(Work task) Whenever a line in the data below includes the string "matches", copy it out.
··· Records supplied
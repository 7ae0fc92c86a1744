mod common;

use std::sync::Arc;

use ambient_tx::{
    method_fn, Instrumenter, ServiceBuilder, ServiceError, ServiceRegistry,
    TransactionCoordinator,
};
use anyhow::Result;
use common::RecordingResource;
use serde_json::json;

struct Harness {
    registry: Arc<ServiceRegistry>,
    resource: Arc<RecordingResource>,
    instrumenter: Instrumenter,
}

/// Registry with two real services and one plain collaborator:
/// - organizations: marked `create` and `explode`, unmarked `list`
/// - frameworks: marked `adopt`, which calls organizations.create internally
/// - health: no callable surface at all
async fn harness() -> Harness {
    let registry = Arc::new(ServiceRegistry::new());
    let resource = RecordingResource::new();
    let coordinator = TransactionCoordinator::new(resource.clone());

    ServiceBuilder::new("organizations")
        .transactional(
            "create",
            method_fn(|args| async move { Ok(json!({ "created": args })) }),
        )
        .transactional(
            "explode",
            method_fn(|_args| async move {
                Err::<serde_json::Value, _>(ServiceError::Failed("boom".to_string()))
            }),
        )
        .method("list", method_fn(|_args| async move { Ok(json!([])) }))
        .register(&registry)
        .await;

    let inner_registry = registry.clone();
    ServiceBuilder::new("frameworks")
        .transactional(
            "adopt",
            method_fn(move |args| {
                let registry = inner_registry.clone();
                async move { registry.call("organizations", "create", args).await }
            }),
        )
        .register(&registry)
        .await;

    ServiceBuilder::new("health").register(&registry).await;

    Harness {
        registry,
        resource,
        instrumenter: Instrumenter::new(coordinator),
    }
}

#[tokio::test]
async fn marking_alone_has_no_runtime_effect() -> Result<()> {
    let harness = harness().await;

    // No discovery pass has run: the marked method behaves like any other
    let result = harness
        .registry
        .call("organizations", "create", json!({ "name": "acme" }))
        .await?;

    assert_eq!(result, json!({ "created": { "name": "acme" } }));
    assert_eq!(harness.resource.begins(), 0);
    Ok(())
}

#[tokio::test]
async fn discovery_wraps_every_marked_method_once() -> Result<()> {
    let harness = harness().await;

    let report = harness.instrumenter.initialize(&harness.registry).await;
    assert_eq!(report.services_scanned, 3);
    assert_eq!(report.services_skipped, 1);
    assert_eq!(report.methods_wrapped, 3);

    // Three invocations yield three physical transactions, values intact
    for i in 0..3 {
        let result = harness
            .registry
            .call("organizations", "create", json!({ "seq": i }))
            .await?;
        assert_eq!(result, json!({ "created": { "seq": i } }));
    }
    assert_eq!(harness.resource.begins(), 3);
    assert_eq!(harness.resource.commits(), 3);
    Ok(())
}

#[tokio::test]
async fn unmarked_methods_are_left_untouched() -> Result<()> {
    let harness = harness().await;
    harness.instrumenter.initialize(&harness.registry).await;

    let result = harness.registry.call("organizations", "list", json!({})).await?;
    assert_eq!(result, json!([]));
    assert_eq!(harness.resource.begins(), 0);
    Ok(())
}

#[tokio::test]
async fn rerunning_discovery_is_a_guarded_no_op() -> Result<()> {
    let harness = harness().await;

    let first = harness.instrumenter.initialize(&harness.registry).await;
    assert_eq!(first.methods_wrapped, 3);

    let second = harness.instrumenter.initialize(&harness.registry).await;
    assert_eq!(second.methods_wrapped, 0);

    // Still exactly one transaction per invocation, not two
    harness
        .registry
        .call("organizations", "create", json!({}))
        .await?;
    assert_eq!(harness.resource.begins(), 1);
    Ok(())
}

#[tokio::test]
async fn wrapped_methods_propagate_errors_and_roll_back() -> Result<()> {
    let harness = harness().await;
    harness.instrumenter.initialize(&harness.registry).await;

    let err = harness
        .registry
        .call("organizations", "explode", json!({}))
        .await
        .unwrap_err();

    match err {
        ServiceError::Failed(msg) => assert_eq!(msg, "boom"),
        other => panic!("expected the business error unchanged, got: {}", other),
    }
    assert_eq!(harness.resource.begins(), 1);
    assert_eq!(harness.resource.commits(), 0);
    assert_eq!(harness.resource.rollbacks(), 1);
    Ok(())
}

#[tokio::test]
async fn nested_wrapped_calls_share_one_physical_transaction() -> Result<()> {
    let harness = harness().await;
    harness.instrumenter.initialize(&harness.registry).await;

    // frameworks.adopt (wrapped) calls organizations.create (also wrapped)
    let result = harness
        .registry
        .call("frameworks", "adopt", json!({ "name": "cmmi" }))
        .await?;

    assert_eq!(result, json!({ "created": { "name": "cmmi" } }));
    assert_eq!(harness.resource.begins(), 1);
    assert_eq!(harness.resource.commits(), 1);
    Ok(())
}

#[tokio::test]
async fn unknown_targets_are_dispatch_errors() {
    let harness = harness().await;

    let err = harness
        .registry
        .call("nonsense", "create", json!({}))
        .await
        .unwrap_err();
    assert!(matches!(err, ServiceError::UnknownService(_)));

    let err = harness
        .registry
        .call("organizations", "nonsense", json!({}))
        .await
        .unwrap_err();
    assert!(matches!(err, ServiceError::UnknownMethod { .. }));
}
······
··· Records supplied
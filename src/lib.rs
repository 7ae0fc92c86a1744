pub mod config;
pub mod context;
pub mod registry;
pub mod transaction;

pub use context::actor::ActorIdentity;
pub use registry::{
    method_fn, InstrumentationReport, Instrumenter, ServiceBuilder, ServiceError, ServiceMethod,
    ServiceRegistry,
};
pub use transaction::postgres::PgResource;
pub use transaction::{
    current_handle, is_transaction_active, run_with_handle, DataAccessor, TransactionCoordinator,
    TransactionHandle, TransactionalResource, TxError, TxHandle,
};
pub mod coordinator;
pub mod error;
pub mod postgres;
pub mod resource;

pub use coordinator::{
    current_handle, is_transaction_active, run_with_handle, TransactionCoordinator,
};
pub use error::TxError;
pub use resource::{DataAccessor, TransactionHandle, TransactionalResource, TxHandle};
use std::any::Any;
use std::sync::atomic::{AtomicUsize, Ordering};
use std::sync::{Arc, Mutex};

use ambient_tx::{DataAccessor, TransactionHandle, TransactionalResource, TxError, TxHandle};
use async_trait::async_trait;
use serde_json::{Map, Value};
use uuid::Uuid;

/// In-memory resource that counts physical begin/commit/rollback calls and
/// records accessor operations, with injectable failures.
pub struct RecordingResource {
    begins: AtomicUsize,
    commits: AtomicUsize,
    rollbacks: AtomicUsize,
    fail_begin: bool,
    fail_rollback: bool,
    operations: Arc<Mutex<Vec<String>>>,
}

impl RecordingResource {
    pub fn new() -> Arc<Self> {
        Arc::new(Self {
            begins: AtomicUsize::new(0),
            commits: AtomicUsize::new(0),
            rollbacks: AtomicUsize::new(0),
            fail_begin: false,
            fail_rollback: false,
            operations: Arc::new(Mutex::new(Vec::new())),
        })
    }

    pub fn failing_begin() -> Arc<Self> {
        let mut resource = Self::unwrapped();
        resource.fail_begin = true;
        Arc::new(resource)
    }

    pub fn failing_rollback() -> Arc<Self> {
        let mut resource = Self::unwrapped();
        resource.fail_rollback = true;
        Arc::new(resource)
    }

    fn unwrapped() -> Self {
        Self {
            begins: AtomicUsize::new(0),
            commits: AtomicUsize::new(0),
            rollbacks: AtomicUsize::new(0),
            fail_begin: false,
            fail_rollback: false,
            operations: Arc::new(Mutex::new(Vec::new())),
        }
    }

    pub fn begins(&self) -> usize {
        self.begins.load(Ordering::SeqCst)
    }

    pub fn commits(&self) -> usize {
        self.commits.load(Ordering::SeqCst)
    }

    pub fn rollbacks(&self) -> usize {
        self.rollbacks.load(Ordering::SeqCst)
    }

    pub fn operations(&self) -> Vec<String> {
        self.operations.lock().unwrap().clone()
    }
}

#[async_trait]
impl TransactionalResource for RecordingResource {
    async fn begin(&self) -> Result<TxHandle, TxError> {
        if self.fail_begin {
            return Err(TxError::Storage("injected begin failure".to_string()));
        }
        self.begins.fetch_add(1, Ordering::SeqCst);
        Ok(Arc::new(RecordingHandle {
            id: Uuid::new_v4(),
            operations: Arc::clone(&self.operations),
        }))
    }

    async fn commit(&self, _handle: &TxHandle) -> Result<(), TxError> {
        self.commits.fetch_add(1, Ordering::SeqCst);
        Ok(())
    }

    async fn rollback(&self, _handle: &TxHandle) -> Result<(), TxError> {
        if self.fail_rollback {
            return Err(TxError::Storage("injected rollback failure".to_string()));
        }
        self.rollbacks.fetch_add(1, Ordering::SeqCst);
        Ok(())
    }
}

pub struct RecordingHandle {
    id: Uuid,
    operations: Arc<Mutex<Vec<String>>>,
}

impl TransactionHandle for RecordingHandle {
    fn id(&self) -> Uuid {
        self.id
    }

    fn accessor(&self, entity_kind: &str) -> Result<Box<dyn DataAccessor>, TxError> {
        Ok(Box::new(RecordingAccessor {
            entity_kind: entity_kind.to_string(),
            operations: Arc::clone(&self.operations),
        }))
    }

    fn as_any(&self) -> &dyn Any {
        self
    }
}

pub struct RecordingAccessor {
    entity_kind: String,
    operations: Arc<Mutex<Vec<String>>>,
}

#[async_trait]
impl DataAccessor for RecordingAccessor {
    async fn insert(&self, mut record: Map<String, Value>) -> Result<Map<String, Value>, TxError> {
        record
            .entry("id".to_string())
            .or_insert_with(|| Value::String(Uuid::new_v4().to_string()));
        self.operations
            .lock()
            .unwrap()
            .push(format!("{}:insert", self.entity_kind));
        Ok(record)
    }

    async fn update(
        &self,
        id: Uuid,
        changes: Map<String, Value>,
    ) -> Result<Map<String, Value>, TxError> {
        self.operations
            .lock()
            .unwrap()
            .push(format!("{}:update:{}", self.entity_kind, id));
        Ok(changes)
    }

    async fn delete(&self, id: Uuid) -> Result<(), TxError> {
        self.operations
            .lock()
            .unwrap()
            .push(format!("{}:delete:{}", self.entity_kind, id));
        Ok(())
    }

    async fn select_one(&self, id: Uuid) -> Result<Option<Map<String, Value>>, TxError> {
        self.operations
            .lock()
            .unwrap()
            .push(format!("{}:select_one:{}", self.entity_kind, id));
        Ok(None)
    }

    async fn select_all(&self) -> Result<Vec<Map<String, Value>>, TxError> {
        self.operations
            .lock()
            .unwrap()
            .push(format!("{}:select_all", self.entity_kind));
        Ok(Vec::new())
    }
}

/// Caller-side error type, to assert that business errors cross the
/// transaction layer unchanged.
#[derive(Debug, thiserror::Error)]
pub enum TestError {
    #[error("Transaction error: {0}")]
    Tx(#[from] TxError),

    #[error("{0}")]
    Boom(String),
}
······
··· Records supplied
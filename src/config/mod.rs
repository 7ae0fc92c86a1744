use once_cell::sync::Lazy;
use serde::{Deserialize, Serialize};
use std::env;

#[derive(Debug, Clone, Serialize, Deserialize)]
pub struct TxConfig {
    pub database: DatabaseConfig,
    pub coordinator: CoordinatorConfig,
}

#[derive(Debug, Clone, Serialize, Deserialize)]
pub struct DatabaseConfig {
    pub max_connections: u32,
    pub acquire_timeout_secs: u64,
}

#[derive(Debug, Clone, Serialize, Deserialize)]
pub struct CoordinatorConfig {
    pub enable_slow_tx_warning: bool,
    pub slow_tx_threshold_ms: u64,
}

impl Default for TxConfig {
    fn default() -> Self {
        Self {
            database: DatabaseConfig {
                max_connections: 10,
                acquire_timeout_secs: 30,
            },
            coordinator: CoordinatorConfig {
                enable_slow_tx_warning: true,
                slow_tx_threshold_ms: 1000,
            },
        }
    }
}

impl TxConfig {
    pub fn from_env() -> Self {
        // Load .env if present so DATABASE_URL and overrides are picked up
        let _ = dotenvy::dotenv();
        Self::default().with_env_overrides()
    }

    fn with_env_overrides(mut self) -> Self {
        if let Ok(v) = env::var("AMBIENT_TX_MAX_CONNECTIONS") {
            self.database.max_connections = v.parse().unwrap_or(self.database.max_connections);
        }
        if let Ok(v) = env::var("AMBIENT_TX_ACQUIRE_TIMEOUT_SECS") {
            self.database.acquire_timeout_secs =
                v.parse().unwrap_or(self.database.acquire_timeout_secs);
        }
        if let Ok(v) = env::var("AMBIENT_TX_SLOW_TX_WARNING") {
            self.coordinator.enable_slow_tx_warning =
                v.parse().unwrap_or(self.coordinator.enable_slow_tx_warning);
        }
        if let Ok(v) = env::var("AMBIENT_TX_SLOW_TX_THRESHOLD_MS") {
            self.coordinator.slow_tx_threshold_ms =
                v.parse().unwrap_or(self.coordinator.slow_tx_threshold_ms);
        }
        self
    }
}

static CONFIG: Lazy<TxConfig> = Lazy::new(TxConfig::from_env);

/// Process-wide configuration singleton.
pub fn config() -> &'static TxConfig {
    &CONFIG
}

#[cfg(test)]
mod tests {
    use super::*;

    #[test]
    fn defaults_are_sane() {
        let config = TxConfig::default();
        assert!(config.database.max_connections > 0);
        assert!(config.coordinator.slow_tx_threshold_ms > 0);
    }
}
······
(Result of this exercise)
    assert!(matches!(err, ServiceError::UnknownService(_)));
    assert!(matches!(err, ServiceError::UnknownMethod { .. }));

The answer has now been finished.